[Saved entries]
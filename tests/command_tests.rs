use memtrace_json::commands::{execute_convert, validate_args, validate_records_file, ConvertArgs};
use memtrace_json::pipeline::CancellationToken;
use std::path::PathBuf;

const TRACE: &str = "alloc: 0 0x602010 malloc 40 10 main.c:12 data int*\n\
function-begin: 0 fill\n\
write: 0 0x0000000000602010 4 fill main.c:20 main.c:12 data int*\n\
read: 0 0x0000000000400520 8 _init .plt - - -\n\
function-end: 0 fill\n\
implicit-free: 0x602010\n\
implicit-free\n";

#[test]
fn test_validate_args_missing_file() {
    let args = ConvertArgs {
        input: Some(PathBuf::from("does-not-exist.trace")),
        ..Default::default()
    };

    assert!(validate_args(&args).is_err());
}

#[test]
fn test_missing_input_produces_no_output() {
    let dir = tempfile::tempdir().unwrap();
    let output = dir.path().join("out.jsonl");
    let args = ConvertArgs {
        input: Some(dir.path().join("missing.trace")),
        output: Some(output.clone()),
        ..Default::default()
    };

    assert!(execute_convert(&args, &CancellationToken::new()).is_err());
    assert!(!output.exists());
}

#[test]
fn test_convert_then_validate() {
    let dir = tempfile::tempdir().unwrap();
    let input = dir.path().join("trace.out");
    let output = dir.path().join("trace.jsonl");
    std::fs::write(&input, TRACE).unwrap();

    let args = ConvertArgs {
        input: Some(input),
        output: Some(output.clone()),
        ..Default::default()
    };
    let report = execute_convert(&args, &CancellationToken::new()).unwrap();

    assert_eq!(report.lines_read, 7);
    assert_eq!(report.records_written, 5);
    assert_eq!(report.filtered, 1);
    assert_eq!(report.diagnostics.len(), 1);

    let counts = validate_records_file(&output).unwrap();
    assert_eq!(counts.get("allocation"), Some(&1));
    assert_eq!(counts.get("memory-access"), Some(&1));
    assert_eq!(counts.get("function-begin"), Some(&1));
    assert_eq!(counts.get("function-end"), Some(&1));
    assert_eq!(counts.get("implicit-free"), Some(&1));
}

#[test]
fn test_parallel_convert_matches_sequential() {
    let dir = tempfile::tempdir().unwrap();
    let input = dir.path().join("trace.out");
    let sequential_out = dir.path().join("sequential.jsonl");
    let parallel_out = dir.path().join("parallel.jsonl");
    let chunk_base = dir.path().join("chunks");
    std::fs::write(&input, TRACE).unwrap();
    std::fs::create_dir(&chunk_base).unwrap();

    let sequential = ConvertArgs {
        input: Some(input.clone()),
        output: Some(sequential_out.clone()),
        keep_noise: true,
        ..Default::default()
    };
    execute_convert(&sequential, &CancellationToken::new()).unwrap();

    let parallel = ConvertArgs {
        input: Some(input),
        output: Some(parallel_out.clone()),
        keep_noise: true,
        parallel: true,
        temp_base: Some(chunk_base.clone()),
        workers: Some(3),
        ..Default::default()
    };
    execute_convert(&parallel, &CancellationToken::new()).unwrap();

    assert_eq!(
        std::fs::read_to_string(parallel_out).unwrap(),
        std::fs::read_to_string(sequential_out).unwrap()
    );
    assert_eq!(std::fs::read_dir(chunk_base).unwrap().count(), 0);
}

#[test]
fn test_validate_rejects_non_record_file() {
    let dir = tempfile::tempdir().unwrap();
    let path = dir.path().join("bad.jsonl");
    std::fs::write(&path, "{\"event\":\"allocation\"}\n").unwrap();

    assert!(validate_records_file(&path).is_err());
}

#[test]
fn test_sequential_ignores_stale_temp_dir() {
    let dir = tempfile::tempdir().unwrap();
    let input = dir.path().join("trace.out");
    let output = dir.path().join("trace.jsonl");
    std::fs::write(&input, TRACE).unwrap();

    let args = ConvertArgs {
        input: Some(input),
        output: Some(output.clone()),
        temp_base: Some(PathBuf::from("/nonexistent/tmp")),
        ..Default::default()
    };
    let report = execute_convert(&args, &CancellationToken::new()).unwrap();

    assert_eq!(report.records_written, 5);
    assert_eq!(std::fs::read_to_string(output).unwrap().lines().count(), 5);
}

#[test]
fn test_failed_parallel_run_leaves_no_output_file() {
    let dir = tempfile::tempdir().unwrap();
    let input = dir.path().join("trace.out");
    let output = dir.path().join("trace.jsonl");
    std::fs::write(&input, TRACE).unwrap();

    let cancel = CancellationToken::new();
    cancel.cancel();
    let args = ConvertArgs {
        input: Some(input),
        output: Some(output.clone()),
        parallel: true,
        temp_base: Some(dir.path().to_path_buf()),
        workers: Some(2),
        ..Default::default()
    };

    assert!(execute_convert(&args, &cancel).is_err());
    assert!(!output.exists());
    // Only the input is left, no staged output or chunk directory
    assert_eq!(std::fs::read_dir(dir.path()).unwrap().count(), 1);
}

#[test]
fn test_failed_parallel_run_keeps_previous_output() {
    let dir = tempfile::tempdir().unwrap();
    let input = dir.path().join("trace.out");
    let output = dir.path().join("trace.jsonl");
    std::fs::write(&input, TRACE).unwrap();
    std::fs::write(&output, "previous\n").unwrap();

    let cancel = CancellationToken::new();
    cancel.cancel();
    let args = ConvertArgs {
        input: Some(input),
        output: Some(output.clone()),
        parallel: true,
        temp_base: Some(dir.path().to_path_buf()),
        workers: Some(2),
        ..Default::default()
    };

    assert!(execute_convert(&args, &cancel).is_err());
    assert_eq!(std::fs::read_to_string(output).unwrap(), "previous\n");
}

### Directions:
Output a faithful copy of every entry, keeping each line as written.

### Exercise result:
filename tests/command_tests.rs
use memtrace_json::commands::{execute_convert, validate_args, validate_records_file, ConvertArgs};
use memtrace_json::pipeline::CancellationToken;
use std::path::PathBuf;

const TRACE: &str = "alloc: 0 0x602010 malloc 40 10 main.c:12 data int*\n\
function-begin: 0 fill\n\
write: 0 0x0000000000602010 4 fill main.c:20 main.c:12 data int*\n\
read: 0 0x0000000000400520 8 _init .plt - - -\n\
function-end: 0 fill\n\
implicit-free: 0x602010\n\
implicit-free\n";

#[test]
fn test_validate_args_missing_file() {
    let args = ConvertArgs {
        input: Some(PathBuf::from("does-not-exist.trace")),
        ..Default::default()
    };

    assert!(validate_args(&args).is_err());
}

#[test]
fn test_missing_input_produces_no_output() {
    let dir = tempfile::tempdir().unwrap();
    let output = dir.path().join("out.jsonl");
    let args = ConvertArgs {
        input: Some(dir.path().join("missing.trace")),
        output: Some(output.clone()),
        ..Default::default()
    };

    assert!(execute_convert(&args, &CancellationToken::new()).is_err());
    assert!(!output.exists());
}

#[test]
fn test_convert_then_validate() {
    let dir = tempfile::tempdir().unwrap();
    let input = dir.path().join("trace.out");
    let output = dir.path().join("trace.jsonl");
    std::fs::write(&input, TRACE).unwrap();

    let args = ConvertArgs {
        input: Some(input),
        output: Some(output.clone()),
        ..Default::default()
    };
    let report = execute_convert(&args, &CancellationToken::new()).unwrap();

    assert_eq!(report.lines_read, 7);
    assert_eq!(report.records_written, 5);
    assert_eq!(report.filtered, 1);
    assert_eq!(report.diagnostics.len(), 1);

    let counts = validate_records_file(&output).unwrap();
    assert_eq!(counts.get("allocation"), Some(&1));
    assert_eq!(counts.get("memory-access"), Some(&1));
    assert_eq!(counts.get("function-begin"), Some(&1));
    assert_eq!(counts.get("function-end"), Some(&1));
    assert_eq!(counts.get("implicit-free"), Some(&1));
}

#[test]
fn test_parallel_convert_matches_sequential() {
    let dir = tempfile::tempdir().unwrap();
    let input = dir.path().join("trace.out");
    let sequential_out = dir.path().join("sequential.jsonl");
    let parallel_out = dir.path().join("parallel.jsonl");
    let chunk_base = dir.path().join("chunks");
    std::fs::write(&input, TRACE).unwrap();
    std::fs::create_dir(&chunk_base).unwrap();

    let sequential = ConvertArgs {
        input: Some(input.clone()),
        output: Some(sequential_out.clone()),
        keep_noise: true,
        ..Default::default()
    };
    execute_convert(&sequential, &CancellationToken::new()).unwrap();

    let parallel = ConvertArgs {
        input: Some(input),
        output: Some(parallel_out.clone()),
        keep_noise: true,
        parallel: true,
        temp_base: Some(chunk_base.clone()),
        workers: Some(3),
        ..Default::default()
    };
    execute_convert(&parallel, &CancellationToken::new()).unwrap();

    assert_eq!(
        std::fs::read_to_string(parallel_out).unwrap(),
        std::fs::read_to_string(sequential_out).unwrap()
    );
    assert_eq!(std::fs::read_dir(chunk_base).unwrap().count(), 0);
}

#[test]
fn test_validate_rejects_non_record_file() {
    let dir = tempfile::tempdir().unwrap();
    let path = dir.path().join("bad.jsonl");
    std::fs::write(&path, "{\"event\":\"allocation\"}\n").unwrap();

    assert!(validate_records_file(&path).is_err());
}

#[test]
fn test_sequential_ignores_stale_temp_dir() {
    let dir = tempfile::tempdir().unwrap();
    let input = dir.path().join("trace.out");
    let output = dir.path().join("trace.jsonl");
    std::fs::write(&input, TRACE).unwrap();

    let args = ConvertArgs {
        input: Some(input),
        output: Some(output.clone()),
        temp_base: Some(PathBuf::from("/nonexistent/tmp")),
        ..Default::default()
    };
    let report = execute_convert(&args, &CancellationToken::new()).unwrap();

    assert_eq!(report.records_written, 5);
    assert_eq!(std::fs::read_to_string(output).unwrap().lines().count(), 5);
}

#[test]
fn test_failed_parallel_run_leaves_no_output_file() {
    let dir = tempfile::tempdir().unwrap();
    let input = dir.path().join("trace.out");
    let output = dir.path().join("trace.jsonl");
    std::fs::write(&input, TRACE).unwrap();

    let cancel = CancellationToken::new();
    cancel.cancel();
    let args = ConvertArgs {
        input: Some(input),
        output: Some(output.clone()),
        parallel: true,
        temp_base: Some(dir.path().to_path_buf()),
        workers: Some(2),
        ..Default::default()
    };

    assert!(execute_convert(&args, &cancel).is_err());
    assert!(!output.exists());
    // Only the input is left, no staged output or chunk directory
    assert_eq!(std::fs::read_dir(dir.path()).unwrap().count(), 1);
}

#[test]
fn test_failed_parallel_run_keeps_previous_output() {
    let dir = tempfile::tempdir().unwrap();
    let input = dir.path().join("trace.out");
    let output = dir.path().join("trace.jsonl");
    std::fs::write(&input, TRACE).unwrap();
    std::fs::write(&output, "previous\n").unwrap();

    let cancel = CancellationToken::new();
    cancel.cancel();
    let args = ConvertArgs {
        input: Some(input),
        output: Some(output.clone()),
        parallel: true,
        temp_base: Some(dir.path().to_path_buf()),
        workers: Some(2),
        ..Default::default()
    };

    assert!(execute_convert(&args, &cancel).is_err());
    assert_eq!(std::fs::read_to_string(output).unwrap(), "previous\n");
}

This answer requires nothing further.